People could carry a concealed firearm without a permit or training under a bill approved by the Kansas Senate on Thursday.
Senate Bill 45, which passed 31-7, would make Kansas a “constitutional carry” state, grouping it with Alaska, Arizona, Vermont and Wyoming. Montana requires no permit outside city limits.
Kansans still could get a permit if they wanted to carry a concealed gun legally in 36 other states.
Senate approval did not come without some people voicing concerns. Several Wichita business people have raised concerns privately to lawmakers about the bill’s potential impact on businesses. Bill Warren, the owner of Warren Theatres, has spoken publicly against the bill, saying he thinks it will increase his insurance rates.
Senate President Susan Wagle, R-Wichita, voted for the bill but said she supported it with uncertainty.
She asked that business leaders who are concerned get involved in the legislative process as the bill moves to the House “and help the Legislature separate fact from fiction to eliminate any unintended consequences.”
“Today we must vote, and when in doubt, I believe that if we err, we ought to do so on the side of freedom and the continued protection of our most basic constitutional rights,” she said.
Her speech helped sway Sen. Les Donovan, R-Wichita, to support the bill after he initially passed on the measure. “She swung me over,” he said.
Sen. Jacob LaTurner, R-Pittsburg, who carried the bill, called it common sense.
“I think it’s a very logical step for the Legislature to take,” he said. “We allow open carry. We allow concealed carry if you’re hunting or fishing. I think this makes a lot of sense.”
Senate Minority Leader Anthony Hensley, D-Topeka, explained his opposition to the bill despite past support for gun rights legislation.
He said he could not in good conscience support the bill without answers about whether it would cause businesses’ insurance rates to increase or whether it might endanger public safety.
LaTurner said Wednesday that the Kansas Insurance Department does not think the bill will lead to rate increases.

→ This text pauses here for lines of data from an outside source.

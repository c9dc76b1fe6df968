// host/storage.rs — The two storage variants on host memory.
//
//   HostBufferStorage   pitch = width            flat copy in, flat copy out
//   HostImageStorage    pitch = align(width, 64) region copy in, extraction out
//
// The image variant never exposes its padding: ingest writes only the
// `width × height` region, and readback extracts the same region row by
// row into a tightly packed `Grid`.

use tracing::debug;

use crate::config::validate_dimensions;
use crate::error::GolResult;
use crate::grid::Grid;
use crate::host::{HostDevice, HostPlane, HostStepWork};
use crate::sim::{align_to, check_shape, CellStorage};

/// Row alignment of the pitched plane, in cells (256 bytes of `u32`).
pub const IMAGE_ROW_ALIGNMENT: u32 = 64;

// ---------------------------------------------------------------------------
// Linear buffer variant
// ---------------------------------------------------------------------------

/// Current/next pair of flat `width * height` planes.
#[derive(Debug)]
pub struct HostBufferStorage {
    width: u32,
    height: u32,
    planes: [HostPlane; 2],
    current: usize,
}

impl HostBufferStorage {
    pub fn new(width: u32, height: u32) -> GolResult<Self> {
        validate_dimensions(width, height)?;
        let (w, h) = (width as usize, height as usize);
        debug!(width, height, "allocating host buffer planes");
        Ok(HostBufferStorage {
            width,
            height,
            planes: [HostPlane::new(w, h), HostPlane::new(w, h)],
            current: 0,
        })
    }
}

impl CellStorage for HostBufferStorage {
    type Accel = HostDevice;

    fn dimensions(&self) -> (u32, u32) {
        (self.width, self.height)
    }

    fn ingest(&mut self, _accel: &HostDevice, seed: &Grid) -> GolResult<()> {
        check_shape(self.width, self.height, seed)?;
        self.planes[self.current].cells_mut().copy_from_slice(seed.as_slice());
        Ok(())
    }

    fn bind_for_step<'a>(&'a self, work: &mut HostStepWork<'a>) {
        work.bind(&self.planes[self.current], &self.planes[1 - self.current]);
    }

    fn swap(&mut self) {
        self.current = 1 - self.current;
    }

    fn read_current(&self, accel: &HostDevice) -> GolResult<Grid> {
        accel.begin_readback()?;
        let cells = self.planes[self.current].cells().clone();
        Ok(Grid::from_raw_cells(self.width as usize, self.height as usize, cells))
    }

    fn current_index(&self) -> usize {
        self.current
    }
}

// ---------------------------------------------------------------------------
// 2D image variant
// ---------------------------------------------------------------------------

/// A rectangular region of a 2D plane: origin and size in cells.
#[derive(Debug, Clone, Copy, PartialEq, Eq)]
pub struct Region {
    pub x: u32,
    pub y: u32,
    pub width: u32,
    pub height: u32,
}

impl Region {
    /// The whole `width × height` grid.
    pub fn full(width: u32, height: u32) -> Self {
        Region { x: 0, y: 0, width, height }
    }
}

/// Current/next pair of pitched 2D planes, addressed by region.
#[derive(Debug)]
pub struct HostImageStorage {
    width: u32,
    height: u32,
    pitch: u32,
    planes: [HostPlane; 2],
    current: usize,
}

impl HostImageStorage {
    pub fn new(width: u32, height: u32) -> GolResult<Self> {
        validate_dimensions(width, height)?;
        let pitch = align_to(width, IMAGE_ROW_ALIGNMENT);
        let (p, h) = (pitch as usize, height as usize);
        debug!(width, height, pitch, "allocating host image planes");
        Ok(HostImageStorage {
            width,
            height,
            pitch,
            planes: [HostPlane::new(p, h), HostPlane::new(p, h)],
            current: 0,
        })
    }

    /// Row pitch in cells.
    pub fn pitch(&self) -> u32 {
        self.pitch
    }

    /// Copy tightly packed `src` rows into `region` of the current plane.
    fn replace_region(&mut self, region: Region, src: &[u32]) {
        let pitch = self.pitch as usize;
        let (rx, rw) = (region.x as usize, region.width as usize);
        let dst = self.planes[self.current].cells_mut();
        for (row, src_row) in src.chunks_exact(rw).enumerate() {
            let start = (region.y as usize + row) * pitch + rx;
            dst[start..start + rw].copy_from_slice(src_row);
        }
    }

    /// Tightly packed copy of `region` of the current plane.
    fn extract_region(&self, region: Region) -> Vec<u32> {
        let pitch = self.pitch as usize;
        let (rx, rw) = (region.x as usize, region.width as usize);
        let src = self.planes[self.current].cells();
        let mut out = Vec::with_capacity(rw * region.height as usize);
        for row in 0..region.height as usize {
            let start = (region.y as usize + row) * pitch + rx;
            out.extend_from_slice(&src[start..start + rw]);
        }
        out
    }
}

impl CellStorage for HostImageStorage {
    type Accel = HostDevice;

    fn dimensions(&self) -> (u32, u32) {
        (self.width, self.height)
    }

    fn ingest(&mut self, _accel: &HostDevice, seed: &Grid) -> GolResult<()> {
        check_shape(self.width, self.height, seed)?;
        self.replace_region(Region::full(self.width, self.height), seed.as_slice());
        Ok(())
    }

    fn bind_for_step<'a>(&'a self, work: &mut HostStepWork<'a>) {
        work.bind(&self.planes[self.current], &self.planes[1 - self.current]);
    }

    fn swap(&mut self) {
        self.current = 1 - self.current;
    }

    fn read_current(&self, accel: &HostDevice) -> GolResult<Grid> {
        accel.begin_readback()?;
        let cells = self.extract_region(Region::full(self.width, self.height));
        Ok(Grid::from_raw_cells(self.width as usize, self.height as usize, cells))
    }

    fn current_index(&self) -> usize {
        self.current
    }
}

Sen. David Haley, D-Kansas City, who supported the measure, said he wanted to put law-abiding citizens on equal footing with armed criminals.
After the bill’s initial passage Wednesday, several readers contacted The Eagle with concerns.
Tom Sprenkel, a retiree from Lenexa, disputed the notion that the bill would increase public safety, writing in an e-mail that “people who have easy access to guns are the ones who commit crime and use the gun to shoot and kill people.”
John Commerford, lobbyist for the National Rifle Association, said earlier in the week that Arizona’s crime rate dropped when it adopted a similar law.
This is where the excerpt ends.